(Collected data entries)
★ ★ ★ ★ ★ ★ ★

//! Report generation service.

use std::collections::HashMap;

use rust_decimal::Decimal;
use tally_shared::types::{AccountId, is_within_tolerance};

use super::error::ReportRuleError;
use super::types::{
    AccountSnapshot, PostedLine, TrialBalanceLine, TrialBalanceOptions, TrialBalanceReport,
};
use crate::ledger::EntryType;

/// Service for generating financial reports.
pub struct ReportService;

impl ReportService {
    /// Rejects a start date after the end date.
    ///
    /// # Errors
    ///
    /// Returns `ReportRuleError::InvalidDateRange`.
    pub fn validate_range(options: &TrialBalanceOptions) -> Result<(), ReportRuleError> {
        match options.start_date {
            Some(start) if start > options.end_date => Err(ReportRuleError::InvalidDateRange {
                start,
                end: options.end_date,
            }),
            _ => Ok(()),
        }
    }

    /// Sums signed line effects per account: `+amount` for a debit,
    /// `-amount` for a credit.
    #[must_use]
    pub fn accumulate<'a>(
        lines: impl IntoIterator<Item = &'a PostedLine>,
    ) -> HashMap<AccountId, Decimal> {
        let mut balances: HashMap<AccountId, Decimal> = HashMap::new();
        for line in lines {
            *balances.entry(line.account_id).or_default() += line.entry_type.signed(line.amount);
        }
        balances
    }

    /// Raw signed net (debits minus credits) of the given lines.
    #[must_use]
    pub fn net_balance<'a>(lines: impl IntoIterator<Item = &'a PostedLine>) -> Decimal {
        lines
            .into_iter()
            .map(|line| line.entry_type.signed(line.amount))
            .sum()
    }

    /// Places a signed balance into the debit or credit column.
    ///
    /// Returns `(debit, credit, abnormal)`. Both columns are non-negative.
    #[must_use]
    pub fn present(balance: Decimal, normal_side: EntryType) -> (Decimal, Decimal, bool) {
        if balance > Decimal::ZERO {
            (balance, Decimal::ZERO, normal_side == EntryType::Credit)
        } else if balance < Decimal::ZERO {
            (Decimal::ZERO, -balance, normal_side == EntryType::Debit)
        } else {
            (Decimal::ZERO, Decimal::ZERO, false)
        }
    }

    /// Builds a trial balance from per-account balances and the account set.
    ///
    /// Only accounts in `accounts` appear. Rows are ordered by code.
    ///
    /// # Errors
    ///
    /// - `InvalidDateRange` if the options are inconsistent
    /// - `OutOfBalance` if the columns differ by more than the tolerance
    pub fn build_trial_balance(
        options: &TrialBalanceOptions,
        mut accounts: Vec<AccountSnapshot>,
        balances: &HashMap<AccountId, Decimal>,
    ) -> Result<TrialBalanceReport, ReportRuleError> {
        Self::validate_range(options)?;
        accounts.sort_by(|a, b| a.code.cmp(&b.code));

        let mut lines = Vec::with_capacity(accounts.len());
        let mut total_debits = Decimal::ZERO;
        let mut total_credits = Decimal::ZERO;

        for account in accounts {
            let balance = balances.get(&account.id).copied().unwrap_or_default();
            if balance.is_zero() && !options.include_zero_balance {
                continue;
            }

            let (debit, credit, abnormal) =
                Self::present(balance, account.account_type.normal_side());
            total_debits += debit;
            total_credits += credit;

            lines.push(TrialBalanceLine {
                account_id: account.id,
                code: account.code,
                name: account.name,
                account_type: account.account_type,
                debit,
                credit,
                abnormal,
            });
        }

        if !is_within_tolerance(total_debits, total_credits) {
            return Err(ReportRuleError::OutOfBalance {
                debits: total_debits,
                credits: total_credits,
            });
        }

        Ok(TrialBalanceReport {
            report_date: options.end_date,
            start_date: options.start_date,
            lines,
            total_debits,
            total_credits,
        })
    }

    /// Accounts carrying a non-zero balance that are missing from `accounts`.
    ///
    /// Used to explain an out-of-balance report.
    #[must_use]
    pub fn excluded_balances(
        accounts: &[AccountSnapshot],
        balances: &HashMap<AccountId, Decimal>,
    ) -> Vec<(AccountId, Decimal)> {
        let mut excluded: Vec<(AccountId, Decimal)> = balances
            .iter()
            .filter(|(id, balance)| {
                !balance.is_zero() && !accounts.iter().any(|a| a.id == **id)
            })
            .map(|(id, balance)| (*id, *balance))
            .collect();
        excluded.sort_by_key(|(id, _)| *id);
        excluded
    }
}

★ ★ ★ ★ ★ ★ ★

Nothing in the records above may differ in your copy; retype them in full.

### ANSWER BELOW:
//! Report generation service.

use std::collections::HashMap;

use rust_decimal::Decimal;
use tally_shared::types::{AccountId, is_within_tolerance};

use super::error::ReportRuleError;
use super::types::{
    AccountSnapshot, PostedLine, TrialBalanceLine, TrialBalanceOptions, TrialBalanceReport,
};
use crate::ledger::EntryType;

/// Service for generating financial reports.
pub struct ReportService;

impl ReportService {
    /// Rejects a start date after the end date.
    ///
    /// # Errors
    ///
    /// Returns `ReportRuleError::InvalidDateRange`.
    pub fn validate_range(options: &TrialBalanceOptions) -> Result<(), ReportRuleError> {
        match options.start_date {
            Some(start) if start > options.end_date => Err(ReportRuleError::InvalidDateRange {
                start,
                end: options.end_date,
            }),
            _ => Ok(()),
        }
    }

    /// Sums signed line effects per account: `+amount` for a debit,
    /// `-amount` for a credit.
    #[must_use]
    pub fn accumulate<'a>(
        lines: impl IntoIterator<Item = &'a PostedLine>,
    ) -> HashMap<AccountId, Decimal> {
        let mut balances: HashMap<AccountId, Decimal> = HashMap::new();
        for line in lines {
            *balances.entry(line.account_id).or_default() += line.entry_type.signed(line.amount);
        }
        balances
    }

    /// Raw signed net (debits minus credits) of the given lines.
    #[must_use]
    pub fn net_balance<'a>(lines: impl IntoIterator<Item = &'a PostedLine>) -> Decimal {
        lines
            .into_iter()
            .map(|line| line.entry_type.signed(line.amount))
            .sum()
    }

    /// Places a signed balance into the debit or credit column.
    ///
    /// Returns `(debit, credit, abnormal)`. Both columns are non-negative.
    #[must_use]
    pub fn present(balance: Decimal, normal_side: EntryType) -> (Decimal, Decimal, bool) {
        if balance > Decimal::ZERO {
            (balance, Decimal::ZERO, normal_side == EntryType::Credit)
        } else if balance < Decimal::ZERO {
            (Decimal::ZERO, -balance, normal_side == EntryType::Debit)
        } else {
            (Decimal::ZERO, Decimal::ZERO, false)
        }
    }

    /// Builds a trial balance from per-account balances and the account set.
    ///
    /// Only accounts in `accounts` appear. Rows are ordered by code.
    ///
    /// # Errors
    ///
    /// - `InvalidDateRange` if the options are inconsistent
    /// - `OutOfBalance` if the columns differ by more than the tolerance
    pub fn build_trial_balance(
        options: &TrialBalanceOptions,
        mut accounts: Vec<AccountSnapshot>,
        balances: &HashMap<AccountId, Decimal>,
    ) -> Result<TrialBalanceReport, ReportRuleError> {
        Self::validate_range(options)?;
        accounts.sort_by(|a, b| a.code.cmp(&b.code));

        let mut lines = Vec::with_capacity(accounts.len());
        let mut total_debits = Decimal::ZERO;
        let mut total_credits = Decimal::ZERO;

        for account in accounts {
            let balance = balances.get(&account.id).copied().unwrap_or_default();
            if balance.is_zero() && !options.include_zero_balance {
                continue;
            }

            let (debit, credit, abnormal) =
                Self::present(balance, account.account_type.normal_side());
            total_debits += debit;
            total_credits += credit;

            lines.push(TrialBalanceLine {
                account_id: account.id,
                code: account.code,
                name: account.name,
                account_type: account.account_type,
                debit,
                credit,
                abnormal,
            });
        }

        if !is_within_tolerance(total_debits, total_credits) {
            return Err(ReportRuleError::OutOfBalance {
                debits: total_debits,
                credits: total_credits,
            });
        }

        Ok(TrialBalanceReport {
            report_date: options.end_date,
            start_date: options.start_date,
            lines,
            total_debits,
            total_credits,
        })
    }

    /// Accounts carrying a non-zero balance that are missing from `accounts`.
    ///
    /// Used to explain an out-of-balance report.
    #[must_use]
    pub fn excluded_balances(
        accounts: &[AccountSnapshot],
        balances: &HashMap<AccountId, Decimal>,
    ) -> Vec<(AccountId, Decimal)> {
        let mut excluded: Vec<(AccountId, Decimal)> = balances
            .iter()
            .filter(|(id, balance)| {
                !balance.is_zero() && !accounts.iter().any(|a| a.id == **id)
            })
            .map(|(id, balance)| (*id, *balance))
            .collect();
        excluded.sort_by_key(|(id, _)| *id);
        excluded
    }
}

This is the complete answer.